*Prompt*: The lines to copy are those with "that" in them. Pull each one from the entries below.

(Stored items from a collection)
◆ ◆ ◆ ◆ ◆ ◆ ◆

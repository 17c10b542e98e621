//! Cache Statistics Module
//!
//! Tracks cache counters: hits, misses, LRU evictions and TTL expirations.

use serde::Serialize;

// == Cache Stats ==
/// Tracks cache performance metrics.
#[derive(Debug, Clone, Default, PartialEq, Serialize)]
pub struct CacheStats {
    /// Number of `get` calls that found their key
    pub hits: u64,
    /// Number of `get` calls that did not
    pub misses: u64,
    /// Number of entries evicted to make room for a new key
    pub evictions: u64,
    /// Number of entries removed by a TTL timer
    pub expirations: u64,
    /// Current number of entries in the cache
    pub total_entries: usize,
}

impl CacheStats {
    // == Constructor ==
    /// Creates a new CacheStats with all counters at zero.
    pub fn new() -> Self {
        Self::default()
    }

    // == Hit Rate ==
    /// Calculates the cache hit rate.
    ///
    /// Returns hits / (hits + misses), or 0.0 if no lookups have been made.
    pub fn hit_rate(&self) -> f64 {
        let total = self.hits + self.misses;
        if total == 0 {
            0.0
        } else {
            self.hits as f64 / total as f64
        }
    }

    // == Record Hit ==
    /// Increments the hit counter.
    pub fn record_hit(&mut self) {
        self.hits += 1;
    }

    // == Record Miss ==
    /// Increments the miss counter.
    pub fn record_miss(&mut self) {
        self.misses += 1;
    }

    // == Record Eviction ==
    /// Increments the eviction counter.
    pub fn record_eviction(&mut self) {
        self.evictions += 1;
    }

    // == Record Expiration ==
    /// Increments the expiration counter.
    pub fn record_expiration(&mut self) {
        self.expirations += 1;
    }

    // == Update Entry Count ==
    /// Updates the total entries count.
    pub fn set_total_entries(&mut self, count: usize) {
        self.total_entries = count;
    }
}

// == Unit Tests ==
#[cfg(test)]
mod tests {
    use super::*;

    #[test]
    fn test_stats_new() {
        let stats = CacheStats::new();
        assert_eq!(stats.hits, 0);
        assert_eq!(stats.misses, 0);
        assert_eq!(stats.evictions, 0);
        assert_eq!(stats.expirations, 0);
        assert_eq!(stats.total_entries, 0);
    }

    #[test]
    fn test_hit_rate_no_requests() {
        let stats = CacheStats::new();
        assert_eq!(stats.hit_rate(), 0.0);
    }

    #[test]
    fn test_hit_rate_mixed() {
        let mut stats = CacheStats::new();
        stats.record_hit();
        stats.record_hit();
        stats.record_hit();
        stats.record_miss();
        assert_eq!(stats.hit_rate(), 0.75);
    }

    #[test]
    fn test_record_eviction_and_expiration() {
        let mut stats = CacheStats::new();
        stats.record_eviction();
        stats.record_eviction();
        stats.record_expiration();
        assert_eq!(stats.evictions, 2);
        assert_eq!(stats.expirations, 1);
    }

    #[test]
    fn test_stats_serialize() {
        let mut stats = CacheStats::new();
        stats.record_hit();
        stats.set_total_entries(3);

        let json = serde_json::to_value(&stats).unwrap();
        assert_eq!(json["hits"], 1);
        assert_eq!(json["total_entries"], 3);
        assert_eq!(json["expirations"], 0);
    }
}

◆ ◆ ◆ ◆ ◆ ◆ ◆

*Output*:
    /// Number of `get` calls that found their key
    /// Number of `get` calls that did not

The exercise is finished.